**Brief**
Only lines with the string "Fractional" are wanted. Pull them out of the data.

[Stored items]
=== Section Start ===
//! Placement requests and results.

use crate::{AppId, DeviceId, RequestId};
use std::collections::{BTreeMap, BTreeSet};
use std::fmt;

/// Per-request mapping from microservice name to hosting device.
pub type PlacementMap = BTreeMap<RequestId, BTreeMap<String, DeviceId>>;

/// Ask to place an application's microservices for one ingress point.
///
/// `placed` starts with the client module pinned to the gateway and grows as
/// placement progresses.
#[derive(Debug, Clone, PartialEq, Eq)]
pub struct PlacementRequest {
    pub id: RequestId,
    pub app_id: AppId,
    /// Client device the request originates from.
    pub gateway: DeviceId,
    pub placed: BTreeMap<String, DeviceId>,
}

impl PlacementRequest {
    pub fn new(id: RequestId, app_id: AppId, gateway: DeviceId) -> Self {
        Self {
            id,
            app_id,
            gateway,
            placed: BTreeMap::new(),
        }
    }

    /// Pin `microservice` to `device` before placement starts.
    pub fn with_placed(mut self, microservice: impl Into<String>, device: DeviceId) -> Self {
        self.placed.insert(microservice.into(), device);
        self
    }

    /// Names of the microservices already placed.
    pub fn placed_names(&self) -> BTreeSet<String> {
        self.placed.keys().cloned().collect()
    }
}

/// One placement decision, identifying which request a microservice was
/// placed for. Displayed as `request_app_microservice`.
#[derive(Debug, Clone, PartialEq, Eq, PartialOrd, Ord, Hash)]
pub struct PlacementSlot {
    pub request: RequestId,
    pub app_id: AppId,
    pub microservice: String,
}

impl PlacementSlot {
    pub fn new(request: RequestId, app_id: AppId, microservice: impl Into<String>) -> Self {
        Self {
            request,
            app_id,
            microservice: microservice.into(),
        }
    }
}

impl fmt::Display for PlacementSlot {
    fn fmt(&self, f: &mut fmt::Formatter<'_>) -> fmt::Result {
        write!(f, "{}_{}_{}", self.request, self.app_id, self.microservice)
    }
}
=== Section End ===
=== Section Start ===
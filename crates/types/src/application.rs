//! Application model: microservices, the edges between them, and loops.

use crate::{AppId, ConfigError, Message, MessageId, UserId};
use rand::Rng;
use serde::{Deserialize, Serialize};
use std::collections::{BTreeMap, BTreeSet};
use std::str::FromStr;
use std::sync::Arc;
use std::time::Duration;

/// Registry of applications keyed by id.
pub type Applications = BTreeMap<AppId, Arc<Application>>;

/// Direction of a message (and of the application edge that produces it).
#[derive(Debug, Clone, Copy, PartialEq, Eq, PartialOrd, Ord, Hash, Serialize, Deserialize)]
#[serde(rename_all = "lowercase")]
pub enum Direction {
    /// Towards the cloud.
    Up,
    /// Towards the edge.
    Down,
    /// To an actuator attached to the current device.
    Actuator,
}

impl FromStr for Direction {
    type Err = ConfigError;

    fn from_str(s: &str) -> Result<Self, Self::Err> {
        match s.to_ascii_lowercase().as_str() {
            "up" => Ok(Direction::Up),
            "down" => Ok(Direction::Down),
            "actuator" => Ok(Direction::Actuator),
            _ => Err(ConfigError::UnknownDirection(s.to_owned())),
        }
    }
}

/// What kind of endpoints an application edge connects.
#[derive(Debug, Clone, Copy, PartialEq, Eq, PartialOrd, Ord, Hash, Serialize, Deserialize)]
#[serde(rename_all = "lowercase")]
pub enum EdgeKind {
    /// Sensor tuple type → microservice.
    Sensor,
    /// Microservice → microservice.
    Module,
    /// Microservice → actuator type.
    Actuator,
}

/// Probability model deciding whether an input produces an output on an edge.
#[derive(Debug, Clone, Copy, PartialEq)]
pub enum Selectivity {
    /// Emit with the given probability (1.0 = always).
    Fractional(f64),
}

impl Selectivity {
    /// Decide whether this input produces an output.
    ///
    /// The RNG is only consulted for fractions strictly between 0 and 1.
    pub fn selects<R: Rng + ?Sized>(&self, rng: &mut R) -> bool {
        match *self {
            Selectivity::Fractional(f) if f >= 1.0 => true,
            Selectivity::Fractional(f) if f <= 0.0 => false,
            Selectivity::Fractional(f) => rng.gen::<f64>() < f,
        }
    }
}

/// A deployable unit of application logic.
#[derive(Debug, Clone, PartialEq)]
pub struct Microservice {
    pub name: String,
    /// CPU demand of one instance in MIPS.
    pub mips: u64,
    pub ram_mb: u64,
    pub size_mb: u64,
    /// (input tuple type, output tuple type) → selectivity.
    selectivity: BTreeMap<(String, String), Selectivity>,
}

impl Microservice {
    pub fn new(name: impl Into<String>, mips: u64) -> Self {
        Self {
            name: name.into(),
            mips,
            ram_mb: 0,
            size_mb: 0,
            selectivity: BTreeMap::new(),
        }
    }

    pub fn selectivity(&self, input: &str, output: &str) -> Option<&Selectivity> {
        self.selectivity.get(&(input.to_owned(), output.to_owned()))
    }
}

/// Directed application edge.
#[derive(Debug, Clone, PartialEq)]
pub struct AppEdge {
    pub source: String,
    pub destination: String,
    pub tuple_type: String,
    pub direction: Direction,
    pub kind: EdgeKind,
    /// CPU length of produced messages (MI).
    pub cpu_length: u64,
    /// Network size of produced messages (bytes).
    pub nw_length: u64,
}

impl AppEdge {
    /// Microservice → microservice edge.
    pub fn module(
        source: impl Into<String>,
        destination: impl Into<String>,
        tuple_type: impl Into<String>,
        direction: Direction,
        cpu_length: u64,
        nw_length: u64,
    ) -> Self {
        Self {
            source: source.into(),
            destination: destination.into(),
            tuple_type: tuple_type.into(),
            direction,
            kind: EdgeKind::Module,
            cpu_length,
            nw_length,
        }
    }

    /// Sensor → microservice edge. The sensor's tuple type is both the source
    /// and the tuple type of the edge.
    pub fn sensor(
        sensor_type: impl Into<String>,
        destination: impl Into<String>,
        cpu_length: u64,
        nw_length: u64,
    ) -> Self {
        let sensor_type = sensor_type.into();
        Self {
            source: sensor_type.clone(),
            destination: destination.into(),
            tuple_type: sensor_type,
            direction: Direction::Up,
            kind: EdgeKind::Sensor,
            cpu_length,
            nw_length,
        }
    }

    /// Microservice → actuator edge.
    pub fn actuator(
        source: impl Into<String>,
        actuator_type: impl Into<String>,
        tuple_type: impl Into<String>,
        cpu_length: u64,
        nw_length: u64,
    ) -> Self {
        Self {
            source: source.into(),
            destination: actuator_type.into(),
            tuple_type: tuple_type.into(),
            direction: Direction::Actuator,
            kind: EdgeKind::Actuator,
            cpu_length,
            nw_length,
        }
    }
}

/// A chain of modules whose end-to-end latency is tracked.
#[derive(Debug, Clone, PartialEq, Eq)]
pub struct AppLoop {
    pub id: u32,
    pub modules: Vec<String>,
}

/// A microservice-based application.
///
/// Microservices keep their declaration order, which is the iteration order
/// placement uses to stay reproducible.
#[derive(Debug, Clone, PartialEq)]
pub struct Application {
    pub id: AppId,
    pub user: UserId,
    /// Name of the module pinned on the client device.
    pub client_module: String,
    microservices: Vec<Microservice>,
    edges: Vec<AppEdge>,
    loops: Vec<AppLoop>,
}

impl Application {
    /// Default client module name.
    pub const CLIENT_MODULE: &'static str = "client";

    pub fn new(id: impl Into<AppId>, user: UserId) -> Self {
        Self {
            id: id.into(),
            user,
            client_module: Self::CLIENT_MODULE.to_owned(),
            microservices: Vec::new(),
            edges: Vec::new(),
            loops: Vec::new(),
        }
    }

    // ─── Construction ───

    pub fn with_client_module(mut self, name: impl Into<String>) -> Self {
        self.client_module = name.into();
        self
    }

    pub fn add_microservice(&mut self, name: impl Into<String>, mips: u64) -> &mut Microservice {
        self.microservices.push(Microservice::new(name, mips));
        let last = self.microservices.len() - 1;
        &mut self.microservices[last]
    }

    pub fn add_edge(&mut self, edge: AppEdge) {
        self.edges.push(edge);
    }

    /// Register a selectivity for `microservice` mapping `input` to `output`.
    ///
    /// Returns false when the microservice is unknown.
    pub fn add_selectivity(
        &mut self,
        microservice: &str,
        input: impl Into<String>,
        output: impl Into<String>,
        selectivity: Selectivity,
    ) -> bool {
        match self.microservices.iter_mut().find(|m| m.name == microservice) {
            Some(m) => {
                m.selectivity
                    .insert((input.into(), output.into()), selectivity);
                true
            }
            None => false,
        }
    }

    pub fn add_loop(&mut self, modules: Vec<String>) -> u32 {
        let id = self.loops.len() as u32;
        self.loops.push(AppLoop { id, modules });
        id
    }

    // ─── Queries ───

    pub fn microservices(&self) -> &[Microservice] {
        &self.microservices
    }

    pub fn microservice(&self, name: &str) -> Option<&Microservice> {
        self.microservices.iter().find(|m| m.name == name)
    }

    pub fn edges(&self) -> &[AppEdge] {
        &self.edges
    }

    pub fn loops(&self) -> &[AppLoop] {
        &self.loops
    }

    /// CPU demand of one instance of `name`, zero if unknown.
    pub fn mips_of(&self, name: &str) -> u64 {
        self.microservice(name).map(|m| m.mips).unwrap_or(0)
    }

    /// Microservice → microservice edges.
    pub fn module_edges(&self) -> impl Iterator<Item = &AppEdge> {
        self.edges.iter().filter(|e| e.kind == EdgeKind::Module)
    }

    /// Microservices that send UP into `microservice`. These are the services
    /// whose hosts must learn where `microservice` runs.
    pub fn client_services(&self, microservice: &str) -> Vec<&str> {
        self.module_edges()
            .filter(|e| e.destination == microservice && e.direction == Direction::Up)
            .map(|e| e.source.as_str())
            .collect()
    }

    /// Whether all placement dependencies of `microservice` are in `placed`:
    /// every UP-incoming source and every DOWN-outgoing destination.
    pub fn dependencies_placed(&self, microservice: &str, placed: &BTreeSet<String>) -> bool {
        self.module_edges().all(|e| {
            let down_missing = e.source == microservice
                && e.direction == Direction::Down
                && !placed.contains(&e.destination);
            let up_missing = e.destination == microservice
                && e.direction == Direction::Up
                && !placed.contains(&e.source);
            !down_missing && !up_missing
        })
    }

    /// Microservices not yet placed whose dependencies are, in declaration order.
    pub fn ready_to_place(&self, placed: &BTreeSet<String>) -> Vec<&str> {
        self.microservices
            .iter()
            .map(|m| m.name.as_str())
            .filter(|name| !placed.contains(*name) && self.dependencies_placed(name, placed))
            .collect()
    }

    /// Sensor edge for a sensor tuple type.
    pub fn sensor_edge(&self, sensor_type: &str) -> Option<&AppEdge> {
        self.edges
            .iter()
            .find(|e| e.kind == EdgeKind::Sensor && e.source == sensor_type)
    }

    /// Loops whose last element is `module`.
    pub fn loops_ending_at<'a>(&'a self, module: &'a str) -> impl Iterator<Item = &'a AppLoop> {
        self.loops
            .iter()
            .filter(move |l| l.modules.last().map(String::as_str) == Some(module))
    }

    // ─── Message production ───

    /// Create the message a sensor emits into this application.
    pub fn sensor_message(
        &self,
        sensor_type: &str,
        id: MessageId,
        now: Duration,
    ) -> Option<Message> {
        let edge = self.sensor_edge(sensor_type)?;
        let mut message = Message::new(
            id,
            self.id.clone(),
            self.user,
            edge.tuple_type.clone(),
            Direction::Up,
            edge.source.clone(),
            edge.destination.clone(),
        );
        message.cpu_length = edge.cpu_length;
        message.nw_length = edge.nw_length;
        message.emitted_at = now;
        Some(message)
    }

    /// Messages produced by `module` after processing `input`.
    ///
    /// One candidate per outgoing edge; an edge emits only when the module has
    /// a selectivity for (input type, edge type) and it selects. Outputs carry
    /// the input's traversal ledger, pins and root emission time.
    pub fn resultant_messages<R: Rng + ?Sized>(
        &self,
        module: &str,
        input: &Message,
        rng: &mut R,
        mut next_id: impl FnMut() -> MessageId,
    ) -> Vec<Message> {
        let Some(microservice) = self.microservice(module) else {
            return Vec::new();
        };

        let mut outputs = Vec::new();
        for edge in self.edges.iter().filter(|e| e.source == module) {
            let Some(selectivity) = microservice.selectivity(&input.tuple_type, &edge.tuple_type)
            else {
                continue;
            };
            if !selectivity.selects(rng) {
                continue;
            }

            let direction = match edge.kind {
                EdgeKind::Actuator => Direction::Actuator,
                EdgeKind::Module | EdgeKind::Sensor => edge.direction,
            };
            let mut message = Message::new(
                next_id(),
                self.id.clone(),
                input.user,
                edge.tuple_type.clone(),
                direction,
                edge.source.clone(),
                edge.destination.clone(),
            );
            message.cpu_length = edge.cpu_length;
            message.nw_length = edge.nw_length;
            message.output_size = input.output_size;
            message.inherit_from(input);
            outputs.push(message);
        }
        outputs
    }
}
=== Section End ===
=== Section Start ===
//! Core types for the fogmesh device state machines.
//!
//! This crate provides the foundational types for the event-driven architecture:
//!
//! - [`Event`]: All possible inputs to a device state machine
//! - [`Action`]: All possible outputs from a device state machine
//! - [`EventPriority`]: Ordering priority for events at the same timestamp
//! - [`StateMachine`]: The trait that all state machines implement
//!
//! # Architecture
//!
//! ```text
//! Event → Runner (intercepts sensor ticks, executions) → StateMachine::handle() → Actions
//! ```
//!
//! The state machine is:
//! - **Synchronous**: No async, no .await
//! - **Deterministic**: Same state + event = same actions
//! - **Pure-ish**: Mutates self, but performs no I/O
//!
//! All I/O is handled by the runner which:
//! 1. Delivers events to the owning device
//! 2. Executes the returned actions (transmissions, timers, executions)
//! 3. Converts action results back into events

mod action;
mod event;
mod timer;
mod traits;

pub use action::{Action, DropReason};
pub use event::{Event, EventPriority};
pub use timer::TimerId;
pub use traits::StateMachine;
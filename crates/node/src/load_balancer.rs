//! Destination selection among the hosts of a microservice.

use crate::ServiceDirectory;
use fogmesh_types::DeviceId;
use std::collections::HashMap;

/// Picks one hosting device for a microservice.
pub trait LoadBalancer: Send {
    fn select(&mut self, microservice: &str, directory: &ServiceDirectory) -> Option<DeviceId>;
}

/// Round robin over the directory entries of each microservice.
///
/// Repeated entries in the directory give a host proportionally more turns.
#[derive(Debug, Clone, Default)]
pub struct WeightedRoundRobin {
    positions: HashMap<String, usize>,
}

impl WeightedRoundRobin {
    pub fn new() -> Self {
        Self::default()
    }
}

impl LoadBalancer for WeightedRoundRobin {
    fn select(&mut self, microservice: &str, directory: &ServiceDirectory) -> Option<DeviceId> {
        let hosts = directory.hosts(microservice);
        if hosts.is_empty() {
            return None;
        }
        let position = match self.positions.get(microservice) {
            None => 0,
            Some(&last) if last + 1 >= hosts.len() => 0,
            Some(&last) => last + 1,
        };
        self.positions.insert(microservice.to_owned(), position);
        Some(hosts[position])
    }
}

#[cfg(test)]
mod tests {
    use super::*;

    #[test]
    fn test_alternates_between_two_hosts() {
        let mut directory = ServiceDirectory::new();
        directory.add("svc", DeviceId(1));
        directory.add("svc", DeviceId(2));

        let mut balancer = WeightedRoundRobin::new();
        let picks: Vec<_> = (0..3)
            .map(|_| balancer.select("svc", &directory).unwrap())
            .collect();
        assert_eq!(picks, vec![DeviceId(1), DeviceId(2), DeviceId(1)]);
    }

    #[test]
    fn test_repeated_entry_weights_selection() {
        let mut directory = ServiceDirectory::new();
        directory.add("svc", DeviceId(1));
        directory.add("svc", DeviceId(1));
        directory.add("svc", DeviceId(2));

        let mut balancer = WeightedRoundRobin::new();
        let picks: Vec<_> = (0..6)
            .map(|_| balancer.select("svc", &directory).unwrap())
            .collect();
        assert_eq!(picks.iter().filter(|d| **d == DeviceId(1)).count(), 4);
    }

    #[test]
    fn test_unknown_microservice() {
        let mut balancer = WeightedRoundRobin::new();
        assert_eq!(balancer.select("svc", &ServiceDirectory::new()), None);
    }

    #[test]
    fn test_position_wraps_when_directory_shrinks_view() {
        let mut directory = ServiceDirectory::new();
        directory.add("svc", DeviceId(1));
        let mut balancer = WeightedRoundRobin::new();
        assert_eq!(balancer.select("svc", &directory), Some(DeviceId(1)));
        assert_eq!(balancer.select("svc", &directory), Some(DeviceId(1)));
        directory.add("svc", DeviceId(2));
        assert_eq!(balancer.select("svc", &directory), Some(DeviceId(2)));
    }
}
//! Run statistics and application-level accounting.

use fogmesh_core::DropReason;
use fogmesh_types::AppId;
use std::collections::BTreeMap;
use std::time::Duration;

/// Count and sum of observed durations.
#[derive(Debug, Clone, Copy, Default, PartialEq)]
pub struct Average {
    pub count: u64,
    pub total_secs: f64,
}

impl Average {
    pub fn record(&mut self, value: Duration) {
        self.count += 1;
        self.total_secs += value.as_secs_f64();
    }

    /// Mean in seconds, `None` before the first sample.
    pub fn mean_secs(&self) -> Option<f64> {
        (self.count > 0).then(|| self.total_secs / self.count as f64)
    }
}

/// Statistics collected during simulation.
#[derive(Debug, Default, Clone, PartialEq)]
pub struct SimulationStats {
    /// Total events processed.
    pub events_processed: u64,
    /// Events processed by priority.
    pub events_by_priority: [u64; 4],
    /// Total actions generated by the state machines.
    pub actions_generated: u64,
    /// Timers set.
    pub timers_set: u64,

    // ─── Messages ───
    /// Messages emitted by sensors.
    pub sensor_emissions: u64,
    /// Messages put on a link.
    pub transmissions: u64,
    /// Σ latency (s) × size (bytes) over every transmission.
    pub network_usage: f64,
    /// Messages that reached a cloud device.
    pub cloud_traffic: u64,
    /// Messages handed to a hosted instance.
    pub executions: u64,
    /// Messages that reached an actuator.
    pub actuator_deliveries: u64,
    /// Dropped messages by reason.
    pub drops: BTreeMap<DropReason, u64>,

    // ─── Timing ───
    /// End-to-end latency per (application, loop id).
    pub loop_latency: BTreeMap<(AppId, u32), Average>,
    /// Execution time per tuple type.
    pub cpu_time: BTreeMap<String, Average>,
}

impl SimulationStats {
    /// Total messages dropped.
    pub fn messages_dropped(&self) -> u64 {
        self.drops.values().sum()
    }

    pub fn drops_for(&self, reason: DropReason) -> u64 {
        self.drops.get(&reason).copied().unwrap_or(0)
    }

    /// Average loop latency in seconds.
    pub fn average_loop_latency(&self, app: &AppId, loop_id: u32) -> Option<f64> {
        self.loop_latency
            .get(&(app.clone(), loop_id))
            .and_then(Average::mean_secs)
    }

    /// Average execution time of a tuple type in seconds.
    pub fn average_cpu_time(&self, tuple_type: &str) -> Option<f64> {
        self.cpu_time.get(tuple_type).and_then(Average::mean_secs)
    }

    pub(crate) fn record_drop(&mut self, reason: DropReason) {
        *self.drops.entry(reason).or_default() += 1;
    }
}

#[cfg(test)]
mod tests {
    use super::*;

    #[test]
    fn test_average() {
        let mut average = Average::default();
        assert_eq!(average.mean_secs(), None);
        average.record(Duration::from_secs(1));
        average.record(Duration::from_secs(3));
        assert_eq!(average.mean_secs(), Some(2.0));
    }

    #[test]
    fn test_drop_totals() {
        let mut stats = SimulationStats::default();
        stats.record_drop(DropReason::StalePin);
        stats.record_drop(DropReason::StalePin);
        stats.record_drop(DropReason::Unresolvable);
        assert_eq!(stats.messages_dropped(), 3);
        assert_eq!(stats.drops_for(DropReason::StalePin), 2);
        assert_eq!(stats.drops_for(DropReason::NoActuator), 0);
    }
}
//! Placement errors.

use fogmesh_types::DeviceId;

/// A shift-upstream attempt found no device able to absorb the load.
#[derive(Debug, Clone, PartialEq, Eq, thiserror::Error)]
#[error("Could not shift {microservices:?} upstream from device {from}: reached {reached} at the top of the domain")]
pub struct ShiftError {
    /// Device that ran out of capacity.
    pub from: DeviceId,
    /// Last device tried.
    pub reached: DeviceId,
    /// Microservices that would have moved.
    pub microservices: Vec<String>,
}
=== Section End ===
**Solved problem**
    Fractional(f64),
            Selectivity::Fractional(f) if f >= 1.0 => true,
            Selectivity::Fractional(f) if f <= 0.0 => false,
            Selectivity::Fractional(f) => rng.gen::<f64>() < f,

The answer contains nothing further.